When you go into business with someone, you’re making a big commitment. Chances are at some point you’ll purchase property in the name of the business that you’ll co-own. All of that is fine unless an issue arises, such as a dispute or a judgment lien on jointly-owned property.  If you end up with real estate liens on jointly-owned property like your office space, it’s more straightforward, but things can get more complicated if your client has personal financial woes that start to affect your business assets. It’s important to know how far creditors can reach to take measures to protect yourself.

General Business Debts

If there is a judgment lien on jointly-owned property, all partners are responsible for ensuring the connected debt is resolved. If one partner has gotten the entire business in trouble, it may be up to other partners to pay it off in order to keep operations going. How far the debt reaches depends on the location of the business. In some states, all of the assets belonging to a business partnership are considered legally owned by that business. In others, the partners are co-owners in the property. It’s important to know the laws as they relate to your state.

Personal Debts and Business Liens

Depending on the law and the type of debt, one business partner could end up in a lawsuit that creates real estate liens on jointly-owned property. This isn’t common, but it’s important to be aware that it could happen. A lien on your business property may have no impact at all until you try to sell your office space or take out a loan. Then you’ll find you’ll need to satisfy the lien before you can proceed.

Divorce and Business Liens

When considering real estate liens on jointly-owned property, you probably immediately think about purely professional business partnerships. If you and your spouse operate a business, a divorce will inevitably cause issues for that venture. Your departing spouse could place a lien on the business to ensure you can’t sell any of it off until it can be distributed as ordered by the court.

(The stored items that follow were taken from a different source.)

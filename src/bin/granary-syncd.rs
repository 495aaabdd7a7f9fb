use std::sync::Arc;

use tracing_subscriber::EnvFilter;

use granary::{LedgerConfig, RedisStore, SqliteStore, Syncer};

#[tokio::main]
async fn main() -> Result<(), Box<dyn std::error::Error>> {
    let config = LedgerConfig::from_env();

    let filter = EnvFilter::try_from_default_env()
        .or_else(|_| EnvFilter::try_new(&config.log_level))
        .unwrap_or_else(|_| EnvFilter::new("info"));
    tracing_subscriber::fmt().with_env_filter(filter).init();

    tracing::info!(
        environment = %config.environment,
        database = %config.database_path.display(),
        "starting granary-syncd"
    );

    let durable = SqliteStore::new(&config.database_path);
    durable.init().await?;

    let hot = Arc::new(RedisStore::new(&config.redis_url)?.with_pool_size(config.redis_pool_size));
    let syncer = Arc::new(Syncer::new(hot, durable));

    let customers = syncer.initialize_hot_store().await?;
    let api_keys = syncer.sync_api_keys().await?;
    tracing::info!(customers, api_keys, "hot store bootstrapped");

    let periodic = syncer.clone().start_periodic(config.sync_interval);

    tokio::signal::ctrl_c().await?;
    tracing::info!("shutdown signal received");
    periodic.stop().await;
    Ok(())
}
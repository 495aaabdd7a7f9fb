use std::collections::HashMap;

use async_trait::async_trait;
use thiserror::Error;

use crate::types::RequestSnapshot;

/// Tracking-record TTL while a request is in flight.
pub const IN_FLIGHT_TTL_SECS: i64 = 3600;
/// Tracking-record TTL once finalized; keeps REQUEST_EXISTS deduplication
/// effective across the retry window.
pub const FINALIZED_TTL_SECS: i64 = 86_400;

pub fn balance_key(customer_id: &str) -> String {
    format!("customer:balance:{customer_id}")
}

pub fn reserved_key(customer_id: &str) -> String {
    format!("customer:reserved:{customer_id}")
}

pub fn request_key(request_id: &str) -> String {
    format!("request:{request_id}")
}

pub fn api_key_key(key_hash: &str) -> String {
    format!("apikey:{key_hash}")
}

#[derive(Debug, Error)]
pub enum HotStoreError {
    #[error("redis error: {0}")]
    Redis(#[from] redis::RedisError),
    #[error("unexpected script reply: {0}")]
    ScriptReply(String),
    #[error("json error: {0}")]
    Json(#[from] serde_json::Error),
}

/// Reply of the reserve and deduct scripts. `amount` is the remaining
/// available pool (reserve) or the remaining balance (deduct) on success,
/// and the current balance alongside a rejection `code` otherwise.
#[derive(Clone, Debug)]
pub struct ScriptReply {
    pub ok: bool,
    pub amount: i64,
    pub code: String,
}

/// Reply of the finalize script. `code` is empty on the first terminal
/// transition, `ALREADY_FINALIZED` on a replay, `REQUEST_NOT_FOUND` when
/// no tracking record exists.
#[derive(Clone, Debug)]
pub struct FinalizeReply {
    pub ok: bool,
    pub refunded: i64,
    pub balance: i64,
    pub consumed: i64,
    pub code: String,
}

/// The hot half of the ledger: a key-value store executing the three
/// scripts atomically, plus the typed reads and bulk loads the syncer and
/// the read path need. Script execution is serialized per store, which is
/// the only ordering guarantee the ledger relies on.
#[async_trait]
pub trait HotStore: Send + Sync {
    async fn check_and_reserve(
        &self,
        customer_id: &str,
        request_id: &str,
        reserved_grains: i64,
        estimated_grains: i64,
        metadata_json: &str,
        now_epoch: i64,
    ) -> Result<ScriptReply, HotStoreError>;

    async fn deduct(
        &self,
        customer_id: &str,
        request_id: &str,
        grain_amount: i64,
        tokens_consumed: u32,
        now_epoch: i64,
    ) -> Result<ScriptReply, HotStoreError>;

    async fn finalize(
        &self,
        customer_id: &str,
        request_id: &str,
        actual_cost_grains: i64,
        terminal_status: &str,
        now_epoch: i64,
    ) -> Result<FinalizeReply, HotStoreError>;

    /// Balance and reserved counters in a single round trip.
    async fn balances(&self, customer_id: &str) -> Result<(i64, i64), HotStoreError>;

    async fn get_balance(&self, customer_id: &str) -> Result<Option<i64>, HotStoreError>;

    async fn get_reserved(&self, customer_id: &str) -> Result<Option<i64>, HotStoreError>;

    /// Overwrites one customer's balance; `reserved` is left alone.
    async fn set_balance(&self, customer_id: &str, balance: i64) -> Result<(), HotStoreError>;

    /// Pipelined bulk load used by the bootstrap. When `init_reserved` is
    /// set, each customer's reserved counter is reset to zero; drift
    /// correction never sets it.
    async fn bulk_set_balances(
        &self,
        entries: &[(String, i64)],
        init_reserved: bool,
    ) -> Result<(), HotStoreError>;

    async fn set_api_keys(&self, entries: &[(String, String)]) -> Result<(), HotStoreError>;

    async fn tenant_for_api_key(&self, key_hash: &str)
        -> Result<Option<String>, HotStoreError>;

    async fn request_snapshot(
        &self,
        request_id: &str,
    ) -> Result<Option<RequestSnapshot>, HotStoreError>;

    async fn ping(&self) -> Result<(), HotStoreError>;
}

pub(crate) fn snapshot_from_fields(fields: HashMap<String, String>) -> RequestSnapshot {
    let int = |name: &str| -> i64 {
        fields
            .get(name)
            .and_then(|raw| raw.parse::<i64>().ok())
            .unwrap_or(0)
    };
    let opt_int = |name: &str| -> Option<i64> {
        fields.get(name).and_then(|raw| raw.parse::<i64>().ok())
    };

    RequestSnapshot {
        customer_id: fields.get("customer_id").cloned().unwrap_or_default(),
        reserved_grains: int("reserved_grains"),
        estimated_grains: int("estimated_grains"),
        consumed_grains: int("consumed_grains"),
        tokens_consumed: int("tokens_consumed"),
        status: fields.get("status").cloned().unwrap_or_default(),
        created_at: int("created_at"),
        last_deduction_at: opt_int("last_deduction_at"),
        finalized_at: opt_int("finalized_at"),
        actual_cost_grains: opt_int("actual_cost_grains"),
        refunded_grains: opt_int("refunded_grains"),
        integrity_issue: fields.get("integrity_issue").cloned(),
        metadata: fields
            .get("metadata")
            .and_then(|raw| serde_json::from_str(raw).ok())
            .unwrap_or_default(),
    }
}
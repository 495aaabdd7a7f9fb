use std::collections::HashMap;

use parking_lot::RwLock;

use crate::types::ModelPricing;

/// Read-mostly `(model, provider)` -> pricing map. Populated at startup,
/// refreshed on miss by the ledger; readers never block writers for longer
/// than a map clone of one entry.
#[derive(Debug, Default)]
pub struct PricingCache {
    entries: RwLock<HashMap<String, ModelPricing>>,
}

fn cache_key(model: &str, provider: &str) -> String {
    format!("{model}:{provider}")
}

impl PricingCache {
    pub fn new() -> Self {
        Self::default()
    }

    pub fn get(&self, model: &str, provider: &str) -> Option<ModelPricing> {
        self.entries.read().get(&cache_key(model, provider)).cloned()
    }

    pub fn insert(&self, pricing: ModelPricing) {
        let key = cache_key(&pricing.model, &pricing.provider);
        self.entries.write().insert(key, pricing);
    }

    pub fn load(&self, rows: impl IntoIterator<Item = ModelPricing>) -> usize {
        let mut entries = self.entries.write();
        let mut count = 0;
        for pricing in rows {
            let key = cache_key(&pricing.model, &pricing.provider);
            entries.insert(key, pricing);
            count += 1;
        }
        count
    }

    pub fn len(&self) -> usize {
        self.entries.read().len()
    }

    pub fn is_empty(&self) -> bool {
        self.entries.read().is_empty()
    }
}

#[cfg(test)]
mod tests {
    use super::*;

    fn pricing(model: &str, provider: &str, input: i64) -> ModelPricing {
        ModelPricing {
            model: model.to_string(),
            provider: provider.to_string(),
            input_cost_per_million_tokens: input,
            output_cost_per_million_tokens: input * 5,
        }
    }

    #[test]
    fn lookup_is_keyed_by_model_and_provider() {
        let cache = PricingCache::new();
        assert_eq!(cache.load([pricing("helix-1", "acme", 3), pricing("helix-1", "other", 7)]), 2);

        assert_eq!(
            cache
                .get("helix-1", "acme")
                .map(|p| p.input_cost_per_million_tokens),
            Some(3)
        );
        assert_eq!(
            cache
                .get("helix-1", "other")
                .map(|p| p.input_cost_per_million_tokens),
            Some(7)
        );
        assert_eq!(cache.get("helix-2", "acme"), None);
    }

    #[test]
    fn insert_refreshes_existing_entries() {
        let cache = PricingCache::new();
        cache.insert(pricing("helix-1", "acme", 3));
        cache.insert(pricing("helix-1", "acme", 4));
        assert_eq!(cache.len(), 1);
        assert_eq!(
            cache
                .get("helix-1", "acme")
                .map(|p| p.input_cost_per_million_tokens),
            Some(4)
        );
    }
}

Although there’s no way to completely protect against a judgment lien on jointly-owned property, you can safeguard your business by structuring it in a way that separates personal from business finances. If you can upgrade your business to a corporation, all profits and expenses pass through the business, with each partner taking a salary. This may not be the best option for your business tax-wise, but if it offers peace of mind, it might be worth it. If you have any questions regarding liens on your jointly-owned property and how to protect yourself, contact us today.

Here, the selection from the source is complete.